Officially founded on November 11, 1949, PLAFF continues to steadily up its game with an eye towards the future. China’s path to modernization is reflected in the heralded and super stealthy, J-20. First introduced in 2017, the single-seat, twin-jet aircraft is the first fifth-generation fighter in Asia. Although the exact specifications are shrouded in more secrecy than Masonic rituals, the Chengdu Aerospace Corporation designed the J-20 as an air superiority fighter with precision strike capability. And the recent purchase of Su-35s from Russia bolsters Beijing’s already impressive lineup.
The Chinese military also possesses an array of lethal drones and hypersonic missiles — munitions that could possibly destroy aircraft carriers. Enemies of the Communist nation could have another worrisome concern with the development of the DF-ZF, an unmanned hypersonic glider capable of traveling at several thousand miles per hour. China flaunted some of its latest wares during a parade marking the 70th anniversary of the People’s Republic in a frightening display of lethality.
According to Retired Navy Capt. Jim Fanell, a former Pacific Fleet intelligence director, the DF-ZF reflects China’s commitment to develop weapons that could undermine U.S. missile defenses. “The threat of hypersonic missile attack not only impacts conventional warfare scenarios like we are seeing develop in the South and East China Sea, but it also puts US nuclear defense strategies at risk as well,” Fanell said.
Following the collapse of the Soviet Union in 1991, the newly created Russian Federation inherited worn out Cold War-era jets in dire need of an upgrade. The overhaul wouldn’t be easy in the wake of a crippled economy, social unrest, and massive corruption at every level. But like a modern-day Phoenix, the Russian Air Force rose from the ashes with a former KGB officer-turned-dictator riding bareback and hellbent on making Russia great again by any means necessary.
Russian pilots have plenty of swagger these days thanks to a well-funded, home-grown military infrastructure. Leading the charge is the Su-57, a technologically advanced, multi-role fifth-generation fighter with all the bells and whistles of its competitors. This Russian bear can also can do tricks. The Su-35 gives Moscow another top-notch performer that combines the agility and versatility of the trusted Su-27 Flanker platform with new and improved avionics.

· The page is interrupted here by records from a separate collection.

//! Static flow geometry.
//!
//! Each curve is a centripetal Catmull-Rom spline through its control points,
//! resampled once to evenly spaced points by arclength. Anchors and particles
//! evaluate the resampled spline so that equal steps in the curve parameter
//! cover roughly equal distances.

use crate::error::{PulseError, Result};
use glam::Vec3;
use serde::Deserialize;
use std::path::Path;

/// Divisions used to tabulate arclength when resampling.
const ARC_LENGTH_DIVISIONS: usize = 200;

/// Below this the centripetal knot spacing is treated as degenerate.
const KNOT_EPSILON: f32 = 1e-4;

/// Open centripetal Catmull-Rom spline.
#[derive(Debug, Clone)]
pub struct CatmullRom {
    points: Vec<Vec3>,
}

impl CatmullRom {
    /// Callers guarantee at least two points.
    pub fn new(points: Vec<Vec3>) -> Self {
        debug_assert!(points.len() >= 2);
        Self { points }
    }

    pub fn points(&self) -> &[Vec3] {
        &self.points
    }

    /// Evaluate at `t` in [0, 1]; values outside are clamped.
    pub fn point(&self, t: f32) -> Vec3 {
        let n = self.points.len();
        let p = (n - 1) as f32 * t.clamp(0.0, 1.0);
        let mut segment = p.floor() as usize;
        let mut weight = p - segment as f32;
        if segment >= n - 1 {
            segment = n - 2;
            weight = 1.0;
        }

        let p1 = self.points[segment];
        let p2 = self.points[segment + 1];
        // Missing neighbours at the ends are mirrored.
        let p0 = if segment > 0 {
            self.points[segment - 1]
        } else {
            p1 * 2.0 - p2
        };
        let p3 = if segment + 2 < n {
            self.points[segment + 2]
        } else {
            p2 * 2.0 - p1
        };

        let mut dt0 = p0.distance_squared(p1).powf(0.25);
        let mut dt1 = p1.distance_squared(p2).powf(0.25);
        let mut dt2 = p2.distance_squared(p3).powf(0.25);
        if dt1 < KNOT_EPSILON {
            dt1 = 1.0;
        }
        if dt0 < KNOT_EPSILON {
            dt0 = dt1;
        }
        if dt2 < KNOT_EPSILON {
            dt2 = dt1;
        }

        let m1 = ((p1 - p0) / dt0 - (p2 - p0) / (dt0 + dt1) + (p2 - p1) / dt1) * dt1;
        let m2 = ((p2 - p1) / dt1 - (p3 - p1) / (dt1 + dt2) + (p3 - p2) / dt2) * dt1;

        hermite(p1, p2, m1, m2, weight)
    }

    /// Cumulative arclength at `divisions + 1` evenly spaced parameters.
    fn arc_lengths(&self, divisions: usize) -> Vec<f32> {
        let mut lengths = Vec::with_capacity(divisions + 1);
        let mut last = self.point(0.0);
        let mut total = 0.0;
        lengths.push(0.0);
        for i in 1..=divisions {
            let current = self.point(i as f32 / divisions as f32);
            total += current.distance(last);
            lengths.push(total);
            last = current;
        }
        lengths
    }

    /// Total arclength, approximated by a dense polyline.
    pub fn length(&self) -> f32 {
        self.arc_lengths(ARC_LENGTH_DIVISIONS)
            .last()
            .copied()
            .unwrap_or(0.0)
    }

    /// `count` points spaced evenly by arclength, endpoints included.
    pub fn spaced_points(&self, count: usize) -> Vec<Vec3> {
        let count = count.max(2);
        let lengths = self.arc_lengths(ARC_LENGTH_DIVISIONS);
        let total = lengths[ARC_LENGTH_DIVISIONS];

        (0..count)
            .map(|i| {
                let target = total * i as f32 / (count - 1) as f32;
                self.point(self.arc_to_param(&lengths, target))
            })
            .collect()
    }

    fn arc_to_param(&self, lengths: &[f32], target: f32) -> f32 {
        let divisions = lengths.len() - 1;
        if target <= 0.0 {
            return 0.0;
        }
        if target >= lengths[divisions] {
            return 1.0;
        }
        // First index whose cumulative length exceeds the target.
        let upper = lengths.partition_point(|&l| l <= target).min(divisions);
        let lower = upper - 1;
        let span = lengths[upper] - lengths[lower];
        let frac = if span > 0.0 {
            (target - lengths[lower]) / span
        } else {
            0.0
        };
        (lower as f32 + frac) / divisions as f32
    }
}

fn hermite(p1: Vec3, p2: Vec3, m1: Vec3, m2: Vec3, w: f32) -> Vec3 {
    let c0 = p1;
    let c1 = m1;
    let c2 = p1 * -3.0 + p2 * 3.0 - m1 * 2.0 - m2;
    let c3 = p1 * 2.0 - p2 * 2.0 + m1 + m2;
    c0 + c1 * w + c2 * (w * w) + c3 * (w * w * w)
}

/// One flow path: its input control points and the resampled spline used at
/// runtime.
#[derive(Debug, Clone)]
pub struct Curve {
    control: Vec<Vec3>,
    path: CatmullRom,
    length: f32,
}

impl Curve {
    pub fn new(control: Vec<Vec3>, resample_points: usize) -> Self {
        let source = CatmullRom::new(control.clone());
        let path = CatmullRom::new(source.spaced_points(resample_points));
        let length = path.length();
        Self {
            control,
            path,
            length,
        }
    }

    pub fn control_points(&self) -> &[Vec3] {
        &self.control
    }

    pub fn resampled(&self) -> &[Vec3] {
        self.path.points()
    }

    pub fn length(&self) -> f32 {
        self.length
    }

    pub fn point_at(&self, t: f32) -> Vec3 {
        self.path.point(t)
    }
}

#[derive(Debug, Deserialize)]
struct PathsFile {
    paths: Vec<Vec<[f32; 3]>>,
}

/// The full, index-stable set of curves.
#[derive(Debug, Clone)]
pub struct CurveSet {
    curves: Vec<Curve>,
}

impl CurveSet {
    pub fn from_paths(paths: &[Vec<[f32; 3]>], resample_points: usize) -> Result<Self> {
        if paths.is_empty() {
            return Err(PulseError::EmptyCurveSet);
        }

        let mut curves = Vec::with_capacity(paths.len());
        for (index, path) in paths.iter().enumerate() {
            if path.len() < 2 {
                return Err(PulseError::DegenerateCurve {
                    index,
                    points: path.len(),
                });
            }
            if path.iter().flatten().any(|c| !c.is_finite()) {
                return Err(PulseError::NonFiniteCurve { index });
            }
            let control = path.iter().map(|&p| Vec3::from_array(p)).collect();
            curves.push(Curve::new(control, resample_points));
        }

        Ok(Self { curves })
    }

    /// Parse `{ "paths": [[[x, y, z], ...], ...] }`.
    pub fn from_json(json: &str, resample_points: usize) -> Result<Self> {
        let file: PathsFile = serde_json::from_str(json)?;
        Self::from_paths(&file.paths, resample_points)
    }

    pub fn load(path: &Path, resample_points: usize) -> Result<Self> {
        let json = std::fs::read_to_string(path).map_err(|source| PulseError::GeometryIo {
            path: path.display().to_string(),
            source,
        })?;
        Self::from_json(&json, resample_points)
    }

    pub fn len(&self) -> usize {
        self.curves.len()
    }

    pub fn is_empty(&self) -> bool {
        self.curves.is_empty()
    }

    pub fn get(&self, index: usize) -> Option<&Curve> {
        self.curves.get(index)
    }

    pub fn iter(&self) -> impl Iterator<Item = &Curve> {
        self.curves.iter()
    }
}

#[cfg(test)]
mod tests {
    use super::*;

    fn approx(a: Vec3, b: Vec3) -> bool {
        a.distance(b) < 1e-4
    }

    #[test]
    fn spline_passes_through_control_points() {
        let points = vec![
            Vec3::new(0.0, 0.0, 0.0),
            Vec3::new(1.0, 0.5, 0.0),
            Vec3::new(2.0, 0.0, 1.0),
            Vec3::new(3.0, 1.0, 1.0),
        ];
        let spline = CatmullRom::new(points.clone());
        assert!(approx(spline.point(0.0), points[0]));
        assert!(approx(spline.point(1.0 / 3.0), points[1]));
        assert!(approx(spline.point(2.0 / 3.0), points[2]));
        assert!(approx(spline.point(1.0), points[3]));
    }

    #[test]
    fn straight_line_resamples_evenly() {
        // Uneven control spacing on a straight line.
        let spline = CatmullRom::new(vec![
            Vec3::ZERO,
            Vec3::new(0.1, 0.0, 0.0),
            Vec3::new(1.0, 0.0, 0.0),
        ]);
        let points = spline.spaced_points(11);
        assert_eq!(points.len(), 11);
        for pair in points.windows(2) {
            let step = pair[0].distance(pair[1]);
            assert!((step - 0.1).abs() < 0.01, "uneven step {step}");
        }
        assert!((spline.length() - 1.0).abs() < 1e-3);
    }

    #[test]
    fn parameter_is_clamped() {
        let spline = CatmullRom::new(vec![Vec3::ZERO, Vec3::X]);
        assert!(approx(spline.point(-0.5), Vec3::ZERO));
        assert!(approx(spline.point(2.0), Vec3::X));
    }

    #[test]
    fn curve_keeps_resample_count() {
        let curve = Curve::new(vec![Vec3::ZERO, Vec3::Y, Vec3::new(1.0, 1.0, 0.0)], 64);
        assert_eq!(curve.resampled().len(), 64);
        assert_eq!(curve.control_points().len(), 3);
        assert!((1.5..2.5).contains(&curve.length()));
    }

    #[test]
    fn empty_set_is_fatal() {
        assert!(matches!(
            CurveSet::from_paths(&[], 64),
            Err(PulseError::EmptyCurveSet)
        ));
    }

    #[test]
    fn single_point_curve_is_fatal() {
        let paths = vec![vec![[0.0, 0.0, 0.0], [1.0, 0.0, 0.0]], vec![[0.0, 0.0, 0.0]]];
        assert!(matches!(
            CurveSet::from_paths(&paths, 64),
            Err(PulseError::DegenerateCurve { index: 1, points: 1 })
        ));
    }

    #[test]
    fn malformed_json_is_fatal() {
        assert!(matches!(
            CurveSet::from_json("{\"paths\": 3}", 64),
            Err(PulseError::GeometryFormat(_))
        ));
    }

    #[test]
    fn json_round_trips_indices() {
        let json = r#"{"paths": [[[0,0,0],[1,0,0]], [[0,1,0],[0,2,0],[0,3,0]]]}"#;
        let set = CurveSet::from_json(json, 16).unwrap();
        assert_eq!(set.len(), 2);
        let second = set.get(1).unwrap();
        assert!(approx(second.point_at(0.0), Vec3::new(0.0, 1.0, 0.0)));
        assert!(approx(second.point_at(1.0), Vec3::new(0.0, 3.0, 0.0)));
    }
}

In short, recent operations in Ukraine, Chechnya, and Syria — as well as being frequent, uninvited guests in airspace around the world — sends a loud and clear signal that President Vladimir Putin is no longer content with just saber-rattling.
1. United States
The United States Air Force (USAF) exemplifies the old adage, “strength in numbers.” The same goes for “size matters.” To wit: Uncle Sam stocks more military aircraft than China, Russia, India, UK, Germany, Japan, and France COMBINED. Moreover, a joined U.S. Navy and Marine Corps create the world’s second-largest air force, making America the undisputed heavyweight champion of the skies.

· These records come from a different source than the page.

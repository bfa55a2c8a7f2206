//! Push-connection status.
//!
//! The lifecycle is an explicit state machine:
//!
//! ```text
//! Connecting --opened--> Connected --failed--> Error        --retry--> Connecting
//!                                  --closed--> Disconnected --retry--> Connecting
//! ```
//!
//! Every failure waits a fixed backoff before retrying. Observers read a
//! [`StatusReport`] through a lock-free [`StatusHandle`].

use arc_swap::ArcSwap;
use serde::Serialize;
use std::fmt;
use std::sync::Arc;
use std::time::Duration;

#[derive(Debug, Clone, Copy, PartialEq, Eq, Serialize)]
#[serde(rename_all = "lowercase")]
pub enum ConnectionStatus {
    Connecting,
    Connected,
    Disconnected,
    Error,
}

impl fmt::Display for ConnectionStatus {
    fn fmt(&self, f: &mut fmt::Formatter<'_>) -> fmt::Result {
        let s = match self {
            ConnectionStatus::Connecting => "connecting",
            ConnectionStatus::Connected => "connected",
            ConnectionStatus::Disconnected => "disconnected",
            ConnectionStatus::Error => "error",
        };
        f.write_str(s)
    }
}

#[derive(Debug, Clone, Copy, PartialEq, Eq)]
pub enum ConnectionEvent {
    Opened,
    /// Peer closed the stream cleanly.
    Closed,
    Failed,
    /// Backoff elapsed.
    Retry,
}

impl ConnectionStatus {
    /// Next state, or `None` when the event is not valid here.
    pub fn on(self, event: ConnectionEvent) -> Option<ConnectionStatus> {
        use ConnectionEvent::*;
        use ConnectionStatus::*;
        match (self, event) {
            (Connecting, Opened) => Some(Connected),
            (Connecting, Failed) | (Connected, Failed) => Some(Error),
            (Connecting, Closed) | (Connected, Closed) => Some(Disconnected),
            (Error, Retry) | (Disconnected, Retry) => Some(Connecting),
            _ => None,
        }
    }

    /// True for states that wait out the backoff before moving on.
    pub fn is_waiting(self) -> bool {
        matches!(self, ConnectionStatus::Error | ConnectionStatus::Disconnected)
    }
}

#[derive(Debug, Clone, PartialEq, Serialize)]
pub struct StatusReport {
    pub status: ConnectionStatus,
    /// Time of the last message received over the connection.
    pub last_update_ms: Option<i64>,
    pub last_error: Option<String>,
    pub reconnects: u64,
}

impl Default for StatusReport {
    fn default() -> Self {
        Self {
            status: ConnectionStatus::Disconnected,
            last_update_ms: None,
            last_error: None,
            reconnects: 0,
        }
    }
}

#[derive(Debug, Clone, Default)]
pub struct StatusHandle {
    inner: Arc<ArcSwap<StatusReport>>,
}

impl StatusHandle {
    pub fn current(&self) -> Arc<StatusReport> {
        self.inner.load_full()
    }

    fn store(&self, report: StatusReport) {
        self.inner.store(Arc::new(report));
    }
}

/// Single writer of the connection status.
#[derive(Debug)]
pub struct ConnectionTracker {
    report: StatusReport,
    backoff: Duration,
    handle: StatusHandle,
}

impl ConnectionTracker {
    pub fn new(backoff: Duration) -> Self {
        let report = StatusReport {
            status: ConnectionStatus::Connecting,
            ..StatusReport::default()
        };
        let handle = StatusHandle::default();
        handle.store(report.clone());
        Self {
            report,
            backoff,
            handle,
        }
    }

    pub fn handle(&self) -> StatusHandle {
        self.handle.clone()
    }

    pub fn status(&self) -> ConnectionStatus {
        self.report.status
    }

    pub fn backoff(&self) -> Duration {
        self.backoff
    }

    /// Apply an event. Invalid transitions are ignored and reported as `false`.
    pub fn apply(&mut self, event: ConnectionEvent) -> bool {
        let Some(next) = self.report.status.on(event) else {
            return false;
        };
        if event == ConnectionEvent::Retry {
            self.report.reconnects += 1;
        }
        if next == ConnectionStatus::Connected {
            self.report.last_error = None;
        }
        self.report.status = next;
        self.handle.store(self.report.clone());
        true
    }

    pub fn fail(&mut self, error: impl fmt::Display) -> bool {
        let moved = self.apply(ConnectionEvent::Failed);
        if moved {
            self.report.last_error = Some(error.to_string());
            self.handle.store(self.report.clone());
        }
        moved
    }

    /// Teardown: the connection is gone for good, whatever state it was in.
    pub fn shut_down(&mut self) {
        self.report.status = ConnectionStatus::Disconnected;
        self.handle.store(self.report.clone());
    }

    pub fn message_received(&mut self, at_ms: i64) {
        self.report.last_update_ms = Some(at_ms);
        self.handle.store(self.report.clone());
    }
}

#[cfg(test)]
mod tests {
    use super::*;
    use ConnectionEvent::*;
    use ConnectionStatus::*;

    #[test]
    fn happy_path_and_recovery() {
        assert_eq!(Connecting.on(Opened), Some(Connected));
        assert_eq!(Connected.on(Failed), Some(Error));
        assert_eq!(Error.on(Retry), Some(Connecting));
        assert_eq!(Connected.on(Closed), Some(Disconnected));
        assert_eq!(Disconnected.on(Retry), Some(Connecting));
    }

    #[test]
    fn invalid_transitions_are_rejected() {
        assert_eq!(Connected.on(Opened), None);
        assert_eq!(Connecting.on(Retry), None);
        assert_eq!(Error.on(Opened), None);
        assert_eq!(Disconnected.on(Failed), None);
    }

    #[test]
    fn tracker_publishes_each_transition() {
        let mut tracker = ConnectionTracker::new(Duration::from_millis(3000));
        let handle = tracker.handle();
        assert_eq!(handle.current().status, Connecting);

        assert!(tracker.apply(Opened));
        tracker.message_received(42);
        assert_eq!(handle.current().status, Connected);
        assert_eq!(handle.current().last_update_ms, Some(42));

        assert!(tracker.fail("reset by peer"));
        let report = handle.current();
        assert_eq!(report.status, Error);
        assert_eq!(report.last_error.as_deref(), Some("reset by peer"));
        assert!(report.status.is_waiting());

        assert!(tracker.apply(Retry));
        assert!(tracker.apply(Opened));
        let report = handle.current();
        assert_eq!(report.reconnects, 1);
        assert_eq!(report.last_error, None);
        assert_eq!(report.last_update_ms, Some(42));
    }

    #[test]
    fn invalid_event_leaves_state_alone() {
        let mut tracker = ConnectionTracker::new(Duration::from_secs(1));
        assert!(!tracker.apply(Retry));
        assert_eq!(tracker.status(), Connecting);
        assert_eq!(tracker.handle().current().reconnects, 0);
    }

    #[test]
    fn status_names() {
        assert_eq!(Error.to_string(), "error");
        assert_eq!(
            serde_json::to_string(&Disconnected).unwrap(),
            "\"disconnected\""
        );
    }
}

Formerly known as the United States Army Air Force, the USAF became an independent branch of the U.S. military under the administration of President “Give ‘em Hell, Harry” Truman on September 11, 1947. American aircraft are strategically located throughout the country and in U.S. territories on 59 active bases,10 joint bases, and can also be found on foreign soil installations from the United Kingdom to South Korea.
While the USAF boasts a sophisticated, fulsome inventory covering all aspects of aerial combat, the F-22 Raptor receives top billing. Just how powerful is this bird of prey? U.S. law prohibits the F-22 from being exported overseas. ’Nuff said.
At the risk of nit-picking, the USAF motto (“Aim High, Fly-Fight-Win”) is a bit clunky and uninspired compared to other military branches. However, the air service atones itself by managing two legs of the U.S. nuclear triad that includes racks of intercontinental ballistic missiles and the entire strategic bomber force.